Among the dogs without kidney calculi, 45 were neutered males, 6 were intact males, 32 were neutered females, and 8 were intact female dogs. The mean age of the dogs without kidney calculi was 7.72 ± 4.08 years (mean ± SD), ranging from 4 months to 16 years. The mean BW of the dogs was 7.87 ± 7.52 kg (mean ± SD), ranging from 1.75 kg to 41.5 kg. The breed distribution of these dogs was as follows: 18 Malteses, 15 Poodles, 7 Mixed breeds, 7 Shih Tzus, 6 Pomeranians, 4 Cocker Spaniels, 4 Dachshunds, 3 Bichon Frises, and 27 others.

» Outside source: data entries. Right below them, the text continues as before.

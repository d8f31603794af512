//! Broadcast status surface.
use tokio::sync::broadcast;

use gauntlet_core::StatusSink;

/// One line of the run's observable trace.
#[derive(Clone, Debug, PartialEq, Eq)]
pub enum StatusEvent {
    /// Routine progress.
    Update(String),
    /// Terminal stop with its reason.
    Stopped(String),
}

/// Single-writer, many-reader status channel.
///
/// Publishing never blocks. Events sent while nobody is subscribed are
/// dropped, and slow subscribers lag instead of holding the driver back.
#[derive(Clone, Debug)]
pub struct StatusBus {
    tx: broadcast::Sender<StatusEvent>,
}

impl StatusBus {
    pub fn new(capacity: usize) -> Self {
        let (tx, _) = broadcast::channel(capacity.max(1));
        Self { tx }
    }

    pub fn subscribe(&self) -> broadcast::Receiver<StatusEvent> {
        self.tx.subscribe()
    }

    pub fn publish(&self, event: StatusEvent) {
        if self.tx.send(event).is_err() {
            tracing::trace!("no status subscribers");
        }
    }
}

impl StatusSink for StatusBus {
    fn update_status(&mut self, message: &str) {
        self.publish(StatusEvent::Update(message.to_string()));
    }

    fn stop_run(&mut self, reason: &str) {
        tracing::error!("run stopped: {}", reason);
        self.publish(StatusEvent::Stopped(reason.to_string()));
    }
}

#[cfg(test)]
mod tests {
    use super::*;

    #[test]
    fn subscribers_see_updates_and_stops_in_order() {
        let mut bus = StatusBus::new(8);
        let mut rx = bus.subscribe();

        bus.update_status("Gathering resources...");
        bus.stop_run("done");

        assert_eq!(
            rx.try_recv().ok(),
            Some(StatusEvent::Update("Gathering resources...".to_string()))
        );
        assert_eq!(rx.try_recv().ok(), Some(StatusEvent::Stopped("done".to_string())));
    }

    #[test]
    fn publishing_without_subscribers_is_fine() {
        let mut bus = StatusBus::new(1);
        bus.update_status("nobody listening");
    }
}
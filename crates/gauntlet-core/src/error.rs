//! Error types shared by the decision core.
//!
//! Only [`GatewayError`] is ever fatal. Ledger errors describe contract
//! violations that callers log and ignore.

use thiserror::Error;

#[derive(Clone, Debug, PartialEq, Eq, Error)]
pub enum LedgerError {
    #[error("unknown resource kind `{0}`")]
    UnknownResourceKind(String),

    #[error("invalid craft key `{kind}`: {detail}")]
    InvalidCraftKey { kind: String, detail: String },
}

#[derive(Clone, Debug, PartialEq, Eq, Error)]
pub enum GatewayError {
    #[error("environment unreachable: {0}")]
    Unreachable(String),
}

/// Errors a leaf action may propagate past its own boundary.
#[derive(Clone, Debug, PartialEq, Eq, Error)]
pub enum ActionError {
    #[error(transparent)]
    Gateway(#[from] GatewayError),
}
//! Status returned by tree nodes.

/// The result of evaluating a node.
///
/// Conditions report whether their predicate held; choice nodes report
/// whether they recorded a decision in the context.
#[derive(Debug, Clone, Copy, PartialEq, Eq, Hash)]
pub enum Status {
    /// The guard held, or the node recorded its choice.
    Success,

    /// The guard did not hold, or the node had nothing to record.
    Failure,
}

impl Status {
    /// Maps a boolean guard result onto a status.
    #[inline]
    pub fn from_bool(passed: bool) -> Self {
        if passed {
            Status::Success
        } else {
            Status::Failure
        }
    }

    /// Returns `true` if this status is `Success`.
    #[inline]
    pub fn is_success(self) -> bool {
        matches!(self, Status::Success)
    }

    /// Returns `true` if this status is `Failure`.
    #[inline]
    pub fn is_failure(self) -> bool {
        matches!(self, Status::Failure)
    }
}
use std::collections::HashSet;

use crate::geometry::RoomKey;

/// Rooms already confirmed accessible during the current run. Append-only
/// until [`reset`](Self::reset).
#[derive(Clone, Debug, Default, PartialEq, Eq)]
pub struct RoomVisitLedger {
    rooms: HashSet<RoomKey>,
}

impl RoomVisitLedger {
    pub fn new() -> Self {
        Self::default()
    }

    /// Returns false when the room was already known.
    pub fn record(&mut self, room: RoomKey) -> bool {
        let inserted = self.rooms.insert(room);
        if inserted {
            tracing::debug!("{} marked accessible", room);
        }
        inserted
    }

    pub fn contains(&self, room: RoomKey) -> bool {
        self.rooms.contains(&room)
    }

    pub fn len(&self) -> usize {
        self.rooms.len()
    }

    pub fn is_empty(&self) -> bool {
        self.rooms.is_empty()
    }

    pub fn reset(&mut self) {
        self.rooms.clear();
    }
}

#[cfg(test)]
mod tests {
    use super::*;
    use crate::geometry::Position;

    #[test]
    fn tiles_of_one_room_share_a_key() {
        let mut rooms = RoomVisitLedger::new();
        assert!(rooms.record(Position::new(1906, 5677, 1).room()));
        assert!(rooms.contains(Position::new(1917, 5666, 1).room()));
        assert!(!rooms.record(Position::new(1910, 5670, 1).room()));
        assert!(!rooms.contains(Position::new(1920, 5670, 1).room()));
        assert_eq!(rooms.len(), 1);
    }
}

Mann-Whitney tests for age (p < 0.001) and BW (p = 0.005) showed statistically significant differences between dogs with and without kidney calculi. Dogs with kidney calculi were significantly older and smaller than those without calculi. The age and BW of each group are depicted using a box plot in Figure 5.

Figure 5

Boxplot of age (A) and body weight (B) in dogs with and without calculi. Statistically significant difference was found between the dogs with and without calculi for both the parameters. The dogs with calculi were significantly older (p < 0.001) and smaller (p = 0.005) than the dogs without calculi. The upper and lower edges of the box represent the 25th (Lower quartile, Q1) and 75th (Upper quartile, Q3) percentiles. The vertical line (whiskers) between the lower and upper extremes on each box represents the distribution range of the data. The mild outliers (empty circles) are data points located outside of the whiskers, below Q1 – 1.5 × Interquartile range (IQR) or above Q3 + 1.5 × IQR. The extreme outliers (asterisks) are data points more extreme than Q1 – 3 × IQR or Q3 + 3 × IQR.

4. Discussion

This is the first study in veterinary medicine to propose deep learning models to detect kidney calculi on CT images of dogs, and to evaluate their performance. All five models developed in this study showed improved performance on detecting kidney from pre-contrast CT images compared to the previous study using UNETR (28). For the kidney calculi detection, the models developed in this study showed promising performance comparable to previous models developed in human medicine.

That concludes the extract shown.